Wednesday 19 October 2011

Today is My January 1st

I woke up this morning and realized, this is the start of a new year for me. After October 18th last year, almost everything I did or missed out on doing was a direct or indirect result of being diagnosed with cancer. By no means will this coming year be an easy one, there's still the minor detail of learning to walk again, but it's bound to be better than the last. For starters, although it's not medically correct to say it, I'm now cancer free. All scans/tests done since my surgery, including ones done just two weeks ago, have been clear of any signs of the disease. Add to this, I've already begun physiotherapy. That alone seemed so far away when I was lying in the hospital 3 months ago. Finally seeing that the recovery process is under way and I'm headed in the right direction has made it much easier to picture a positive future and outcome.

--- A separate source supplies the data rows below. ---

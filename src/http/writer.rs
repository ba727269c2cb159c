use tokio::io::{AsyncWrite, AsyncWriteExt};

use crate::http::encoding::{ContentEncoding, gzip_compress};
use crate::http::response::Response;

const HTTP_VERSION: &str = "HTTP/1.1";

#[derive(Debug, thiserror::Error)]
pub enum WriteError {
    #[error("failed to compress response body: {0}")]
    CompressionFailure(#[source] std::io::Error),
    #[error("failed to write response: {0}")]
    Io(#[from] std::io::Error),
}

/// Builds the header block for a body of `body_len` bytes as sent.
fn serialize_head(resp: &Response, body_len: usize) -> Vec<u8> {
    let mut head = format!(
        "{} {} {}\r\nContent-Type: {}\r\n",
        HTTP_VERSION,
        resp.status.as_u16(),
        resp.status.reason_phrase(),
        resp.content_type.as_str()
    );

    if let Some(encoding) = resp.encoding.header_value() {
        head.push_str("Content-Encoding: ");
        head.push_str(encoding);
        head.push_str("\r\n");
    }

    head.push_str(&format!("Content-Length: {}\r\n\r\n", body_len));
    head.into_bytes()
}

fn encode_body(resp: &Response) -> Result<Vec<u8>, WriteError> {
    match resp.encoding {
        ContentEncoding::Identity => Ok(resp.body.clone()),
        ContentEncoding::Gzip => gzip_compress(&resp.body).map_err(WriteError::CompressionFailure),
    }
}

/// Serializes a whole response into one buffer.
pub fn serialize_response(resp: &Response) -> Result<Vec<u8>, WriteError> {
    let writer = ResponseWriter::new(resp)?;
    let mut buf = writer.head;
    buf.extend_from_slice(&writer.body);
    Ok(buf)
}

/// A response already encoded and ready to be written.
///
/// Compression happens in [`ResponseWriter::new`], so a compressor failure
/// surfaces before a single byte reaches the connection.
pub struct ResponseWriter {
    head: Vec<u8>,
    body: Vec<u8>,
}

impl ResponseWriter {
    pub fn new(response: &Response) -> Result<Self, WriteError> {
        let body = encode_body(response)?;
        let head = serialize_head(response, body.len());
        Ok(Self { head, body })
    }

    pub fn head(&self) -> &[u8] {
        &self.head
    }

    pub fn body(&self) -> &[u8] {
        &self.body
    }

    /// Writes the header block, then the body. Either stage failing fails
    /// the whole response.
    pub async fn write_to_stream<W>(&self, stream: &mut W) -> Result<(), WriteError>
    where
        W: AsyncWrite + Unpin,
    {
        stream.write_all(&self.head).await?;
        stream.write_all(&self.body).await?;
        stream.flush().await?;
        Ok(())
    }
}
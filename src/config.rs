use std::path::{Path, PathBuf};
use std::time::Duration;

use anyhow::Context;
use clap::Parser;
use serde::Deserialize;

pub const DEFAULT_LISTEN_ADDR: &str = "0.0.0.0:4221";
pub const DEFAULT_DIRECTORY: &str = "/tmp";

/// Server settings, resolved once before the listener starts.
#[derive(Debug, Clone, PartialEq, Eq, Deserialize)]
#[serde(default, deny_unknown_fields)]
pub struct Config {
    /// Address the listener binds, `host:port`
    pub listen_addr: String,
    /// Base directory for the `/files` endpoint
    pub directory: PathBuf,
    /// Deadline for reading one request; unset means wait forever
    pub read_timeout_secs: Option<u64>,
    /// Cap on connections handled at once; unset means unbounded
    pub max_connections: Option<usize>,
}

impl Default for Config {
    fn default() -> Self {
        Self {
            listen_addr: DEFAULT_LISTEN_ADDR.to_string(),
            directory: PathBuf::from(DEFAULT_DIRECTORY),
            read_timeout_secs: None,
            max_connections: None,
        }
    }
}

/// Command line flags.
#[derive(Debug, Parser)]
#[command(name = "outpost", about = "A small HTTP/1.1 server", long_about = None)]
pub struct Cli {
    /// YAML file with server settings; flags override it
    #[arg(short, long)]
    pub config: Option<PathBuf>,

    /// Directory served and written by /files
    #[arg(short, long)]
    pub directory: Option<PathBuf>,

    /// Interface to bind
    #[arg(long)]
    pub host: Option<String>,

    /// Port to listen on
    #[arg(short, long)]
    pub port: Option<u16>,

    /// Seconds to wait for a complete request
    #[arg(long)]
    pub read_timeout: Option<u64>,

    /// Maximum number of connections handled concurrently
    #[arg(long)]
    pub max_connections: Option<usize>,

    /// Log verbosity (error, warn, info, debug, trace)
    #[arg(long, default_value = "info")]
    pub log_level: tracing::Level,
}

impl Config {
    /// Builds the configuration from defaults, the optional YAML file and
    /// then the command line flags, in increasing precedence.
    pub fn load(cli: &Cli) -> anyhow::Result<Self> {
        let base = match &cli.config {
            Some(path) => Self::from_file(path)?,
            None => Self::default(),
        };
        let cfg = base.with_overrides(cli);
        cfg.validate()?;
        Ok(cfg)
    }

    /// Rejects settings the listener cannot run with.
    pub fn validate(&self) -> anyhow::Result<()> {
        if self.max_connections == Some(0) {
            anyhow::bail!("max_connections must be at least 1");
        }
        if self.read_timeout_secs == Some(0) {
            anyhow::bail!("read_timeout_secs must be at least 1");
        }
        Ok(())
    }

    pub fn from_file(path: &Path) -> anyhow::Result<Self> {
        let raw = std::fs::read_to_string(path)
            .with_context(|| format!("failed to read config file {}", path.display()))?;
        Self::from_yaml(&raw)
            .with_context(|| format!("invalid config file {}", path.display()))
    }

    pub fn from_yaml(raw: &str) -> anyhow::Result<Self> {
        Ok(serde_yaml::from_str(raw)?)
    }

    pub fn with_overrides(mut self, cli: &Cli) -> Self {
        if let Some(directory) = &cli.directory {
            self.directory = directory.clone();
        }
        if cli.host.is_some() || cli.port.is_some() {
            let (host, port) = split_host_port(&self.listen_addr);
            let host = cli.host.as_deref().unwrap_or(host);
            let port = cli.port.map(|p| p.to_string()).unwrap_or_else(|| port.to_string());
            self.listen_addr = format!("{}:{}", host, port);
        }
        if cli.read_timeout.is_some() {
            self.read_timeout_secs = cli.read_timeout;
        }
        if cli.max_connections.is_some() {
            self.max_connections = cli.max_connections;
        }
        self
    }

    pub fn read_timeout(&self) -> Option<Duration> {
        self.read_timeout_secs.map(Duration::from_secs)
    }
}

// "[::]:4221" keeps its brackets on the host side.
fn split_host_port(addr: &str) -> (&str, &str) {
    match addr.rsplit_once(':') {
        Some((host, port)) => (host, port),
        None => (addr, "4221"),
    }
}
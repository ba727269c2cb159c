use std::sync::Arc;

use anyhow::Context;
use tokio::net::TcpListener;
use tokio::sync::Semaphore;
use tracing::{error, info};

use crate::config::Config;
use crate::http::connection::Connection;
use crate::server::AppState;

/// Binds the configured address and serves until the task is dropped.
pub async fn run(cfg: &Config) -> anyhow::Result<()> {
    let listener = TcpListener::bind(&cfg.listen_addr)
        .await
        .with_context(|| format!("failed to bind {}", cfg.listen_addr))?;
    info!("Listening on {}", listener.local_addr()?);
    info!(directory = %cfg.directory.display(), "Serving files");

    serve(listener, cfg).await
}

/// Accepts connections on an already bound listener, one task each.
///
/// Accept errors are logged and skipped. With `max_connections` set, the loop
/// waits for a free slot before accepting again.
pub async fn serve(listener: TcpListener, cfg: &Config) -> anyhow::Result<()> {
    let app = Arc::new(AppState::new(cfg));
    let limit = cfg.max_connections.map(|n| Arc::new(Semaphore::new(n)));
    let read_timeout = cfg.read_timeout();

    loop {
        let permit = match &limit {
            Some(semaphore) => Some(Arc::clone(semaphore).acquire_owned().await?),
            None => None,
        };

        let (socket, peer) = match listener.accept().await {
            Ok(accepted) => accepted,
            Err(e) => {
                error!("Failed to accept connection: {}", e);
                continue;
            }
        };
        info!("Accepted connection from {}", peer);

        let app = Arc::clone(&app);
        tokio::spawn(async move {
            let conn = Connection::new(socket, peer, app).with_read_timeout(read_timeout);
            if let Err(e) = conn.run().await {
                error!("Connection error from {}: {}", peer, e);
            }
            drop(permit);
        });
    }
}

Much of the last year was a rollercoaster of health. I took a beating with each and every round of chemo, effecting my energy, weight, and overall feeling. Then there was always another solid week of unpleasant side effects to get through. Thankfully there was usually a couple days, up to a week, before the next treatment when I felt a little stronger, ate a little more and felt a little more like myself. But the next round was always just around the corner, ready to kick me back down. Surgery was a similar situation.

What I'm looking forward to most about this new year is the progression, both in my everyday life and at physio. There's no doubt I'll face some challenges, big and small, but that just means I'm trying something new or pushing to the next level. There will be a lot of trial and error involved with much of my rehabilitation but my overall outlook for this year is one of improvement. As far as walking is concerned, it can only get better from here.

This year will likely have just as many memorable moments as last but I hope they are memorable for reasons of accomplishment and celebration. With each new day I plan to, literally, take another step in the right direction. Ultimately heading towards a full recovery.